今年3月をもって都心にあって新種のカメムシが見つかるほど森深い東大駒場キャンパスを離れてしまったため、なかなか新たな蛾に出会う機会がなく、すっかり更新が滞っていましたが(というのを毎ポスト書いていますが)、ここらでここ3ヶ月で出会った蛾・蝶たちをサクサクまとめて紹介しておこうと思います。
シャクガの一種?
2017.05.06 兵庫県多可町
網戸に飛来。やっぱり田舎は虫が多い。
ヨモギエダシャク?
Ascotis selenaria
2017.05.14 東京都調布市
自宅ベランダのオリーブの鉢植えに突如出現していた、5cm以上ある大型のシャクガの幼虫。オリーブのような硬い葉でもちゃんと食べられるのだろうか。1週間ほど毎日動きを見守ったが、その後忽然と姿を消してしまった。鳥に食べられたのか、潜って蛹になったのか?
アカボシゴマダラ
Hestina assimilis
2017.05.20, 2017.07.16 埼玉県和光市, 東京都江東区
この蝶がいるということにそもそも数年前は気づいていなかったほどなのに、今ではごくごく普通に見られる蝶になった。アゲハチョウ類と比べるとなんとなく鈍いというか、抜けている感じで、人が近づいてもほとんど逃げず、こんな風に手にも乗ってくる 。特に涼しい日は止まっていることが多いので、南方系と言うだけあって低温には弱いのかもしれない。
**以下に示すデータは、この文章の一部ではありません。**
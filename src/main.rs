fn main() {
    if let Err(err) = bin_monitor::app::run() {
        eprintln!("application startup failed: {err}");
        std::process::exit(1);
    }
}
ちなみに2つめのInstagram投稿の2枚目はアカボシゴマダラと同じくお台場海浜公園で見つけたシモフリスズメ(
Psilogramma incretum)と思われる。
アゲハチョウ
Papilio xuthus
2017.07.08 東京都調布市
何もない壁面を登攀中のところを発見。なんとなく貫禄がある。
ドクガの一種?
2017.07.22 東京都目黒区
駒場キャンパスに立ち寄った際に発見。頭の前方に突き出た毛むくじゃらの部分は脚か?チャドクガなどよりは一回り大きかったが、同定は断念。この運動場の防護ネットは昆虫が多く飛来することで大学院生の間で話題で、とある先輩にいたってはウスバカミキリまで発見したということ。
以下、スズメガ3連発。
コスズメ Theretra japonica
2017.06.22 東京都調布市
セスジスズメ
Theretra oldenlandiae
2017.07.19 埼玉県和光市
トビイロスズメ
Clanis bilineata
2017.07.24 東京都調布市
さて、最後になりましたが、明日より日本を離れ米Yale大学で博士号取得を目指して研究を行うことになりました。これからはMothpeopleを「北米のホットな蛾情報がリアルタイムで日本語で読める唯一のブログ」として益々発展させていこうと思います。
ちなみに研究分野としては(これまでの実験心理学からシフトして)ショウジョウバエを用いた知覚の神経回路機構の研究を行う予定です。ちなみに撮影地として頻発している「埼玉県和光市」の某研究所でも、同様の研究のお手伝いをさせていただいていました。小学校の卒業アルバムなんかには、海野和男さんとか栗林慧さんとかの本を読んで憧れて、「昆虫写真家になりたい」なんてことを書いていましたが、巡り巡ってハエ脳のライブイメージングなどをやっていたので、数奇なものだと思います(もちろん、それだけが動機ではないですが)。神経科学、とくにシステム論的観点からの研究では、蛾、特にスズメガやカイコ等はよく使われるモデル生物ですので、今後は論文紹介等も増やしていければと思っています。いわゆる「虫屋」的・博物学的観点だけでなく、科学的、あるいは文化的など、多角的な観点からの蛾情報を発信していく所存です(依然執筆者も募集中です)。
▲自宅玄関にて、捕獲したトビイロスズメと。